TASK ITEM: Look through the data below. Show each line where the string "lock" occurs.

(Dataset entries)
━━━━

//! The query manager: binds named queries to named data providers, runs
//! whatever has not run yet, and serves decoded, mapped results.

use std::pin::pin;
use std::sync::Arc;
use std::time::{Duration, Instant};

use fathom_api::ApiClient;
use fathom_types::{Collection, Query};
use futures_util::StreamExt;
use futures_util::stream;
use indexmap::IndexMap;
use serde_json::Value;
use tracing::{debug, info, warn};

use crate::cache::{CacheSettings, CacheStore};
use crate::error::QueryError;
use crate::provider::DataProvider;
use crate::request::PreparedRequest;
use crate::response::CacheableResponse;
use crate::stack::{EntryState, QueryStack, StackEntry};
use crate::strategy::{BuildQueryStrategy, StrategyRegistry};

/// Upper bound on requests in flight during one run.
pub const DEFAULT_CONCURRENCY: usize = 8;

/// Orchestrates providers, queries, and their execution.
///
/// Accessors run every pending query in one batch before answering, so adding
/// several queries and then reading any one of them dispatches all of them
/// together. Each entry runs at most once until it is reset with
/// [`QueryManager::clear_response`].
///
/// Manager-level cache settings and the shared transport are applied to each
/// provider on registration and again on every configuration change.
#[derive(Debug)]
pub struct QueryManager {
    providers: IndexMap<String, Box<dyn DataProvider>>,
    last_provider: Option<String>,
    stack: QueryStack,
    strategies: StrategyRegistry,
    cache: CacheSettings,
    transport: Option<ApiClient>,
    concurrency: usize,
}

impl Default for QueryManager {
    fn default() -> Self {
        Self::new()
    }
}

impl QueryManager {
    pub fn new() -> Self {
        Self {
            providers: IndexMap::new(),
            last_provider: None,
            stack: QueryStack::new(),
            strategies: StrategyRegistry::with_defaults(),
            cache: CacheSettings::default(),
            transport: None,
            concurrency: DEFAULT_CONCURRENCY,
        }
    }

    /// Bound the number of requests dispatched concurrently. Zero is treated as one.
    pub fn with_concurrency(mut self, concurrency: usize) -> Self {
        self.concurrency = concurrency.max(1);
        self
    }

    pub fn with_strategies(mut self, strategies: StrategyRegistry) -> Self {
        self.strategies = strategies;
        self
    }

    /// Install a build strategy for an additional (or replaced) query kind.
    pub fn register_strategy(&mut self, strategy: Arc<dyn BuildQueryStrategy>) {
        self.strategies.register(strategy);
    }

    /// Register `provider` under a unique name and make it the default
    /// binding target for [`QueryManager::add`].
    pub fn add_data_provider(&mut self, name: impl Into<String>, provider: impl DataProvider + 'static) -> Result<(), QueryError> {
        let name = name.into();
        if self.providers.contains_key(&name) {
            return Err(QueryError::duplicate_provider(name));
        }

        let mut provider: Box<dyn DataProvider> = Box::new(provider);
        apply_cache_config(&self.cache, &name, provider.as_mut());
        if let Some(client) = &self.transport {
            provider.set_transport(client.clone());
        }

        debug!(provider = %name, "data provider registered");
        self.providers.insert(name.clone(), provider);
        self.last_provider = Some(name);
        Ok(())
    }

    /// Attach a cache store and enable caching on every provider.
    pub fn set_cache(&mut self, store: Arc<dyn CacheStore>, lifetime: Option<Duration>) {
        self.cache.set_cache(store, lifetime);
        let cache = &self.cache;
        for (name, provider) in self.providers.iter_mut() {
            apply_cache_config(cache, name, provider.as_mut());
        }
    }

    /// Turn caching back on for future requests. Existing entries are kept.
    pub fn enable_cache(&mut self, lifetime: Option<Duration>) {
        self.cache.enable(lifetime);
        for provider in self.providers.values_mut() {
            provider.enable_cache(lifetime);
        }
    }

    /// Stop reading from and writing to the cache. Existing entries are kept.
    pub fn disable_cache(&mut self) {
        self.cache.disable();
        for provider in self.providers.values_mut() {
            provider.disable_cache();
        }
    }

    pub fn is_cache_enabled(&self) -> bool {
        self.cache.is_enabled()
    }

    pub fn cache_lifetime(&self) -> Option<Duration> {
        self.cache.lifetime()
    }

    pub fn cache_tags(&self) -> &[String] {
        self.cache.tags()
    }

    /// Replace the tags applied to future cache writes on every provider.
    ///
    /// Nothing changes unless every provider can carry the tags. With no
    /// providers registered, the manager's own cache must support tags.
    /// Once accepted, the tags are recorded on the manager even when only the
    /// providers hold a cache.
    pub fn set_cache_tags<I, S>(&mut self, tags: I) -> Result<(), QueryError>
    where
        I: IntoIterator<Item = S>,
        S: Into<String>,
    {
        let tags = tags.into_iter().map(Into::into).collect::<Vec<String>>();
        if !tags.is_empty() {
            let unable = self
                .providers
                .iter()
                .filter(|(_, provider)| !provider.cache_settings().supports_tags())
                .map(|(name, _)| name.as_str())
                .collect::<Vec<_>>();
            if !unable.is_empty() {
                return Err(QueryError::tagging_unsupported(format!(
                    "providers without a taggable cache: {}",
                    unable.join(", ")
                )));
            }
            if self.providers.is_empty() && !self.cache.supports_tags() {
                return Err(QueryError::tagging_unsupported("no taggable cache configured"));
            }
        }

        for provider in self.providers.values_mut() {
            provider.set_cache_tags(tags.clone())?;
        }
        self.cache.replace_tags(tags);
        Ok(())
    }

    /// Share `client` with every provider able to use it. Returns how many did.
    pub fn set_transport(&mut self, client: &ApiClient) -> usize {
        self.transport = Some(client.clone());
        let mut adopted = 0;
        for provider in self.providers.values_mut() {
            if provider.set_transport(client.clone()) {
                adopted += 1;
            }
        }
        debug!(adopted, providers = self.providers.len(), "shared transport applied");
        adopted
    }

    /// Bind `query` to a provider and prepare its request without running it.
    ///
    /// Without `provider`, the most recently registered provider is used.
    pub fn add(&mut self, query: Query, provider: Option<&str>) -> Result<(), QueryError> {
        let name = query.name().ok_or(QueryError::MissingName)?.to_string();
        if self.stack.contains(&name) {
            return Err(QueryError::duplicate_query(name));
        }

        let provider_name = match provider {
            Some(provider_name) => provider_name.to_string(),
            None => self
                .last_provider
                .clone()
                .ok_or_else(|| QueryError::NoProvider { query: name.clone() })?,
        };
        let data_provider = self
            .providers
            .get(&provider_name)
            .ok_or_else(|| QueryError::unknown_provider(&provider_name))?;

        if !data_provider.supports(query.required_capability()) {
            return Err(QueryError::IncompatibleProvider {
                query: name,
                provider: provider_name,
                capability: query.required_capability().clone(),
            });
        }

        let strategy = self
            .strategies
            .resolve(query.kind())
            .ok_or_else(|| QueryError::UnsupportedQueryKind {
                query: name.clone(),
                kind: query.kind().clone(),
            })?;
        let mut request = strategy.build(&query, data_provider.as_ref())?;
        request.cache_scope = provider_name.clone();

        debug!(
            query = %name,
            provider = %provider_name,
            kind = %query.kind(),
            method = %request.method,
            url = %fathom_util::redact_sensitive(&request.url),
            "query added"
        );
        self.stack.push(name, StackEntry::new(query, provider_name, request))
    }

    pub fn has_query(&self, name: &str) -> bool {
        self.stack.contains(name)
    }

    pub fn get_query(&self, name: &str) -> Result<&Query, QueryError> {
        Ok(self.entry(name)?.query())
    }

    /// The prepared request for `name`, without running anything.
    pub fn request(&self, name: &str) -> Result<&PreparedRequest, QueryError> {
        Ok(self.entry(name)?.request())
    }

    pub fn query_names(&self) -> impl Iterator<Item = &str> {
        self.stack.names()
    }

    pub fn entry_state(&self, name: &str) -> Result<EntryState, QueryError> {
        Ok(self.entry(name)?.state())
    }

    pub fn data_provider(&self, name: &str) -> Result<&dyn DataProvider, QueryError> {
        self.providers
            .get(name)
            .map(|provider| provider.as_ref())
            .ok_or_else(|| QueryError::unknown_provider(name))
    }

    pub fn data_provider_names(&self) -> impl Iterator<Item = &str> {
        self.providers.keys().map(String::as_str)
    }

    /// The provider a query is bound to.
    pub fn data_provider_for_query(&self, name: &str) -> Result<&dyn DataProvider, QueryError> {
        self.data_provider(self.entry(name)?.provider())
    }

    /// Run pending queries, then return the response for `name`.
    pub async fn get_response(&mut self, name: &str) -> Result<&CacheableResponse, QueryError> {
        self.ensure_run(name).await?;
        Ok(self.entry(name)?.response())
    }

    /// Run pending queries, then decode `name` and map it onto a single item.
    ///
    /// `root_path` overrides the query's root property path for this call.
    pub async fn get_item(&mut self, name: &str, root_path: Option<&str>) -> Result<Value, QueryError> {
        self.ensure_run(name).await?;
        let entry = self.entry(name)?;
        let data = self.data_provider(entry.provider())?.decode(entry.response())?;
        Ok(entry.query().map_item(&data, root_path)?)
    }

    /// Run pending queries, then decode `name` and map it onto a collection.
    pub async fn get_collection(&mut self, name: &str, root_path: Option<&str>) -> Result<Collection, QueryError> {
        self.ensure_run(name).await?;
        let entry = self.entry(name)?;
        let data = self.data_provider(entry.provider())?.decode(entry.response())?;
        Ok(entry.query().map_collection(&data, entry.response().headers(), root_path)?)
    }

    /// Whether `name` was served from cache; `None` until it has run.
    ///
    /// Never triggers a run.
    pub fn is_hit(&self, name: &str) -> Result<Option<bool>, QueryError> {
        let entry = self.entry(name)?;
        Ok(entry.has_run().then(|| entry.response().is_hit()))
    }

    /// Discard the response for `name` so the next access runs it again.
    pub fn clear_response(&mut self, name: &str) -> Result<(), QueryError> {
        self.stack
            .get_mut(name)
            .ok_or_else(|| QueryError::unknown_query(name))?
            .reset();
        debug!(query = %name, "response cleared");
        Ok(())
    }

    /// Discard every response.
    pub fn clear_responses(&mut self) {
        self.stack.reset();
    }

    /// Dispatch every pending entry, at most `concurrency` at a time.
    ///
    /// Results are consumed in stack order. Sub-request failures are captured
    /// on their responses. The first other failure stops the run and is
    /// returned; entries after it stay pending.
    pub async fn run_queries(&mut self) -> Result<(), QueryError> {
        if !self.stack.has_pending() {
            return Ok(());
        }

        let started = Instant::now();
        let mut completed = 0usize;
        let mut failed = 0usize;
        let mut fatal = None;
        {
            let providers = &self.providers;
            let dispatches = self.stack.pending_mut().map(|entry| {
                let provider = providers.get(&entry.provider);
                async move {
                    let outcome = match provider {
                        Some(provider) => provider.run_request(&mut entry.response).await.map_err(QueryError::from),
                        None => Err(QueryError::unknown_provider(&entry.provider)),
                    };
                    (entry, outcome)
                }
            });
            let mut results = pin!(stream::iter(dispatches).buffered(self.concurrency));

            while let Some((entry, outcome)) = results.next().await {
                match outcome {
                    Ok(()) if entry.response.failure().is_some() => {
                        entry.state = EntryState::Failed;
                        failed += 1;
                    }
                    Ok(()) => {
                        entry.state = EntryState::Completed;
                        completed += 1;
                    }
                    Err(error) => {
                        warn!(query = %entry.query.name().unwrap_or_default(), error = %error, "query failed; aborting run");
                        entry.state = EntryState::Fatal;
                        fatal = Some(error);
                        break;
                    }
                }
            }
        }

        let duration_ms = started.elapsed().as_millis() as u64;
        match fatal {
            Some(error) => {
                self.stack.reset_pending();
                info!(completed, failed, duration_ms, "query run aborted");
                Err(error)
            }
            None => {
                info!(completed, failed, duration_ms, "query run finished");
                Ok(())
            }
        }
    }

    fn entry(&self, name: &str) -> Result<&StackEntry, QueryError> {
        self.stack.get(name).ok_or_else(|| QueryError::unknown_query(name))
    }

    async fn ensure_run(&mut self, name: &str) -> Result<(), QueryError> {
        if !self.stack.contains(name) {
            return Err(QueryError::unknown_query(name));
        }
        self.run_queries().await?;

        let entry = self.entry(name)?;
        if !entry.has_run() || !entry.response().is_executed() {
            return Err(QueryError::ExecutionIncomplete { name: name.to_string() });
        }
        Ok(())
    }
}

/// Push manager-level cache settings onto one provider.
///
/// Providers keep their own cache when the manager has none.
fn apply_cache_config(cache: &CacheSettings, name: &str, provider: &mut dyn DataProvider) {
    let Some(store) = cache.cache() else {
        return;
    };
    provider.set_cache(store.clone(), cache.lifetime());
    if !cache.is_enabled() {
        provider.disable_cache();
    }
    if !cache.tags().is_empty() {
        if let Err(error) = provider.set_cache_tags(cache.tags().to_vec()) {
            warn!(provider = %name, error = %error, "cache tags not applied");
        }
    }
}
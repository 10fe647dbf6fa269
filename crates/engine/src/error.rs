//! Error types for query orchestration.

use fathom_types::{Capability, MappingError, QueryKind};
use fathom_util::JsonParseError;
use thiserror::Error;

use crate::cache::CacheError;

/// Main error type for query manager operations.
///
/// Configuration and lookup failures are returned synchronously from the
/// offending call. Transport failures surface from accessors that trigger a
/// run, unless the failing query is a sub-request.
#[derive(Debug, Error)]
pub enum QueryError {
    #[error("Query has no name; every query added to a manager must be named")]
    MissingName,

    #[error("A query named '{name}' is already registered")]
    DuplicateQuery { name: String },

    #[error("A data provider named '{name}' is already registered")]
    DuplicateProvider { name: String },

    #[error("Cannot add query '{query}': no data provider has been added")]
    NoProvider { query: String },

    #[error("Data provider not found: {name}")]
    UnknownProvider { name: String },

    #[error("Data provider '{provider}' cannot run query '{query}': missing capability '{capability}'")]
    IncompatibleProvider {
        query: String,
        provider: String,
        capability: Capability,
    },

    #[error("No build strategy registered for query kind '{kind}' (query '{query}')")]
    UnsupportedQueryKind { query: String, kind: QueryKind },

    #[error("Query not found: {name}")]
    UnknownQuery { name: String },

    #[error("Query '{name}' has no response after running the query stack")]
    ExecutionIncomplete { name: String },

    #[error("Cache tagging unsupported: {reason}")]
    TaggingUnsupported { reason: String },

    #[error("Could not build request for query '{query}': {reason}")]
    Build { query: String, reason: String },

    #[error(transparent)]
    Transport(#[from] TransportError),

    #[error("Decode error: {0}")]
    Decode(#[from] JsonParseError),

    #[error("GraphQL errors: {}", .messages.join("; "))]
    GraphQl { messages: Vec<String> },

    #[error("Mapping error: {0}")]
    Mapping(#[from] MappingError),

    #[error("Cache error: {0}")]
    Cache(#[from] CacheError),
}

impl QueryError {
    pub fn duplicate_query(name: impl Into<String>) -> Self {
        Self::DuplicateQuery { name: name.into() }
    }

    pub fn duplicate_provider(name: impl Into<String>) -> Self {
        Self::DuplicateProvider { name: name.into() }
    }

    pub fn unknown_provider(name: impl Into<String>) -> Self {
        Self::UnknownProvider { name: name.into() }
    }

    pub fn unknown_query(name: impl Into<String>) -> Self {
        Self::UnknownQuery { name: name.into() }
    }

    pub fn tagging_unsupported(reason: impl Into<String>) -> Self {
        Self::TaggingUnsupported { reason: reason.into() }
    }

    pub fn build(query: impl Into<String>, reason: impl Into<String>) -> Self {
        Self::Build {
            query: query.into(),
            reason: reason.into(),
        }
    }
}

/// Failure raised while executing a prepared request.
///
/// Cloneable so a suppressed failure can stay attached to its response and be
/// reported again by later accessors.
#[derive(Debug, Clone, Error, PartialEq, Eq)]
#[error("{message}")]
pub struct TransportError {
    message: String,
    url: String,
    status: Option<u16>,
}

impl TransportError {
    /// The request never produced a response (DNS, connect, timeout, ...).
    pub fn network(url: impl Into<String>, message: impl Into<String>) -> Self {
        let url = url.into();
        Self {
            message: format!("Network error for {}: {}", fathom_util::redact_sensitive(&url), message.into()),
            url,
            status: None,
        }
    }

    /// The server answered with a non-success status.
    pub fn status(url: impl Into<String>, status: u16, body_preview: impl AsRef<str>) -> Self {
        let url = url.into();
        let hint = fathom_util::status_error_message(status).unwrap_or_else(|| format!("HTTP {status}"));
        let preview = body_preview.as_ref().trim();
        let message = if preview.is_empty() {
            format!("{} from {}", hint, fathom_util::redact_sensitive(&url))
        } else {
            format!("{} from {}: {}", hint, fathom_util::redact_sensitive(&url), preview)
        };
        Self {
            message,
            url,
            status: Some(status),
        }
    }

    pub fn url(&self) -> &str {
        &self.url
    }

    pub fn status_code(&self) -> Option<u16> {
        self.status
    }
}

#[cfg(test)]
mod tests {
    use super::*;

    #[test]
    fn status_errors_include_hint_and_preview() {
        let error = TransportError::status("https://api.example.com/me", 401, "{\"error\":\"nope\"}");
        assert_eq!(error.status_code(), Some(401));
        assert!(error.to_string().starts_with("Unauthorized (401)"));
        assert!(error.to_string().ends_with("{\"error\":\"nope\"}"));
    }

    #[test]
    fn network_errors_redact_tokens_in_urls() {
        let error = TransportError::network("https://api.example.com/?token=abc", "connection refused");
        assert!(error.status_code().is_none());
        assert!(!error.to_string().contains("abc"));
        assert_eq!(error.url(), "https://api.example.com/?token=abc");
    }

    #[test]
    fn graphql_errors_join_messages() {
        let error = QueryError::GraphQl {
            messages: vec!["first".into(), "second".into()],
        };
        assert_eq!(error.to_string(), "GraphQL errors: first; second");
    }
}
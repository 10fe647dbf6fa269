use std::path::PathBuf;

use dirs_next::home_dir;

/// Expand a leading `~` to the user's home directory.
pub fn expand_tilde(path: &str) -> PathBuf {
    let p = path.trim();
    if p == "~" {
        return home_dir().unwrap_or_else(|| PathBuf::from("~"));
    }
    if let Some(rest) = p.strip_prefix("~/").or_else(|| p.strip_prefix("~\\")) {
        return home_dir().unwrap_or_else(|| PathBuf::from("~")).join(rest);
    }
    PathBuf::from(p)
}
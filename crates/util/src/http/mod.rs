pub mod http_path_resolution;
pub mod parser;
pub mod query_pairs;

pub use http_path_resolution::*;
pub use parser::*;
pub use query_pairs::*;
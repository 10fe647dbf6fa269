use serde_json::{Map, Value};

/// Flatten JSON parameters into query-string pairs.
///
/// Arrays repeat the key once per element; strings are passed through
/// unquoted and every other value uses its JSON rendering.
pub fn build_query_pairs(query_parameters: &Map<String, Value>) -> Vec<(String, String)> {
    let mut pairs = Vec::new();
    for (key, value) in query_parameters {
        match value {
            Value::Array(items) => {
                for item in items {
                    pairs.push((key.clone(), query_value_to_string(item)));
                }
            }
            Value::Null => {}
            other => pairs.push((key.clone(), query_value_to_string(other))),
        }
    }
    pairs
}

fn query_value_to_string(value: &Value) -> String {
    match value {
        Value::String(text) => text.clone(),
        other => other.to_string(),
    }
}
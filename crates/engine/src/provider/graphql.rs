use anyhow::Result;
use async_trait::async_trait;
use fathom_api::ApiClient;
use fathom_types::Capability;
use serde_json::Value;

use super::{DataProvider, HttpProvider, decode_json};
use crate::cache::CacheSettings;
use crate::error::{QueryError, TransportError};
use crate::response::CacheableResponse;

/// Data provider for GraphQL endpoints served over HTTP.
///
/// Executes like [`HttpProvider`] but reports a top-level `errors` array in
/// the payload as [`QueryError::GraphQl`] when the response is decoded.
#[derive(Debug, Clone)]
pub struct GraphQlProvider {
    http: HttpProvider,
}

impl GraphQlProvider {
    pub fn new(base_url: &str) -> Result<Self> {
        Ok(Self {
            http: HttpProvider::new(base_url)?.with_capability(Capability::GRAPHQL),
        })
    }

    pub fn with_header(mut self, name: impl Into<String>, value: impl Into<String>) -> Self {
        self.http = self.http.with_header(name, value);
        self
    }

    pub fn with_client(mut self, client: ApiClient) -> Self {
        self.http = self.http.with_client(client);
        self
    }
}

fn error_messages(payload: &Value) -> Option<Vec<String>> {
    let errors = payload.get("errors")?.as_array()?;
    if errors.is_empty() {
        return None;
    }
    let messages = errors
        .iter()
        .map(|error| match error.get("message").and_then(Value::as_str) {
            Some(message) => message.to_string(),
            None => error.to_string(),
        })
        .collect();
    Some(messages)
}

#[async_trait]
impl DataProvider for GraphQlProvider {
    fn capabilities(&self) -> &[Capability] {
        self.http.capabilities()
    }

    fn base_url(&self) -> &str {
        self.http.base_url()
    }

    fn cache_settings(&self) -> &CacheSettings {
        self.http.cache_settings()
    }

    fn cache_settings_mut(&mut self) -> &mut CacheSettings {
        self.http.cache_settings_mut()
    }

    fn set_transport(&mut self, client: ApiClient) -> bool {
        self.http.set_transport(client)
    }

    async fn run_request(&self, response: &mut CacheableResponse) -> Result<(), TransportError> {
        self.http.execute(response).await
    }

    fn decode(&self, response: &CacheableResponse) -> Result<Value, QueryError> {
        let payload = decode_json(response)?;
        match error_messages(&payload) {
            Some(messages) => Err(QueryError::GraphQl { messages }),
            None => Ok(payload),
        }
    }
}
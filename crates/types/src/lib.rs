//! Shared type definitions for Fathom.
//!
//! This crate holds the provider-agnostic half of the system: the declarative
//! [`Query`] description, the capability tags used to match queries with data
//! providers, and the data shapes produced once a decoded payload has been
//! mapped ([`Collection`], [`Pagination`]).
//!
//! Nothing here performs I/O. Transport, caching, and orchestration live in
//! `fathom-engine`.

pub mod json_path;
mod mapping;
mod pagination;
mod query;

pub use json_path::{select_path, value_as_u64};
pub use mapping::{MappingError, PropertyMap};
pub use pagination::{Collection, Pagination, PaginationFields, PaginationSource};
pub use query::{Capability, Query, QueryKind};
//! Scripted data provider for manager tests. No network.

use std::sync::{Arc, Mutex};
use std::time::Duration;

use async_trait::async_trait;
use fathom_api::ApiClient;
use fathom_types::Capability;
use fathom_util::join_url;
use indexmap::IndexMap;
use serde_json::Value;

use crate::cache::CacheSettings;
use crate::error::{QueryError, TransportError};
use crate::provider::{DataProvider, decode_json, run_cached};
use crate::response::{CacheableResponse, RawResponse};

/// Shared record of the URLs a [`ScriptedProvider`] actually sent, in
/// completion order, plus how many sends overlapped.
#[derive(Debug, Clone, Default)]
pub struct CallLog(Arc<Mutex<CallRecord>>);

#[derive(Debug, Default)]
struct CallRecord {
    urls: Vec<String>,
    in_flight: usize,
    peak_in_flight: usize,
}

impl CallLog {
    pub fn total(&self) -> usize {
        self.0.lock().expect("call log lock").urls.len()
    }

    pub fn for_url(&self, url: &str) -> usize {
        self.0.lock().expect("call log lock").urls.iter().filter(|sent| sent.as_str() == url).count()
    }

    pub fn urls(&self) -> Vec<String> {
        self.0.lock().expect("call log lock").urls.clone()
    }

    /// Most sends that were in flight at the same moment.
    pub fn peak_in_flight(&self) -> usize {
        self.0.lock().expect("call log lock").peak_in_flight
    }

    fn start(&self) {
        let mut record = self.0.lock().expect("call log lock");
        record.in_flight += 1;
        record.peak_in_flight = record.peak_in_flight.max(record.in_flight);
    }

    fn finish(&self, url: &str) {
        let mut record = self.0.lock().expect("call log lock");
        record.in_flight -= 1;
        record.urls.push(url.to_string());
    }
}

/// Serves canned responses keyed by absolute URL.
///
/// Unknown URLs fail with a network error. Cache handling goes through
/// [`run_cached`] like the real providers, so cache hits are not logged.
#[derive(Debug)]
pub struct ScriptedProvider {
    base_url: String,
    routes: IndexMap<String, Result<RawResponse, TransportError>>,
    delays: IndexMap<String, Duration>,
    capabilities: Vec<Capability>,
    cache: CacheSettings,
    accepts_transport: bool,
    calls: CallLog,
}

impl ScriptedProvider {
    pub fn new(base_url: &str) -> Self {
        Self {
            base_url: base_url.to_string(),
            routes: IndexMap::new(),
            delays: IndexMap::new(),
            capabilities: vec![Capability::HTTP],
            cache: CacheSettings::default(),
            accepts_transport: true,
            calls: CallLog::default(),
        }
    }

    pub fn with_response(mut self, path: &str, raw: RawResponse) -> Self {
        self.routes.insert(join_url(&self.base_url, path), Ok(raw));
        self
    }

    pub fn with_failure(mut self, path: &str, error: TransportError) -> Self {
        self.routes.insert(join_url(&self.base_url, path), Err(error));
        self
    }

    /// Hold the send for `path` open for `delay` before answering.
    pub fn with_delay(mut self, path: &str, delay: Duration) -> Self {
        self.delays.insert(join_url(&self.base_url, path), delay);
        self
    }

    pub fn with_capability(mut self, capability: Capability) -> Self {
        self.capabilities.push(capability);
        self
    }

    pub fn without_transport(mut self) -> Self {
        self.accepts_transport = false;
        self
    }

    pub fn calls(&self) -> CallLog {
        self.calls.clone()
    }
}

#[async_trait]
impl DataProvider for ScriptedProvider {
    fn capabilities(&self) -> &[Capability] {
        &self.capabilities
    }

    fn base_url(&self) -> &str {
        &self.base_url
    }

    fn cache_settings(&self) -> &CacheSettings {
        &self.cache
    }

    fn cache_settings_mut(&mut self) -> &mut CacheSettings {
        &mut self.cache
    }

    fn set_transport(&mut self, _client: ApiClient) -> bool {
        self.accepts_transport
    }

    async fn run_request(&self, response: &mut CacheableResponse) -> Result<(), TransportError> {
        let url = response.request().url.clone();
        let outcome = self
            .routes
            .get(&url)
            .cloned()
            .unwrap_or_else(|| Err(TransportError::network(&url, "no scripted route")));
        let delay = self.delays.get(&url).copied();
        let calls = self.calls.clone();
        run_cached(&self.cache, response, async move {
            calls.start();
            if let Some(delay) = delay {
                tokio::time::sleep(delay).await;
            }
            calls.finish(&url);
            outcome
        })
        .await
    }

    fn decode(&self, response: &CacheableResponse) -> Result<Value, QueryError> {
        decode_json(response)
    }
}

━━━━

FINISHED EXERCISE:
        self.0.lock().expect("call log lock").urls.len()
        self.0.lock().expect("call log lock").urls.iter().filter(|sent| sent.as_str() == url).count()
        self.0.lock().expect("call log lock").urls.clone()
        self.0.lock().expect("call log lock").peak_in_flight
        let mut record = self.0.lock().expect("call log lock");
        let mut record = self.0.lock().expect("call log lock");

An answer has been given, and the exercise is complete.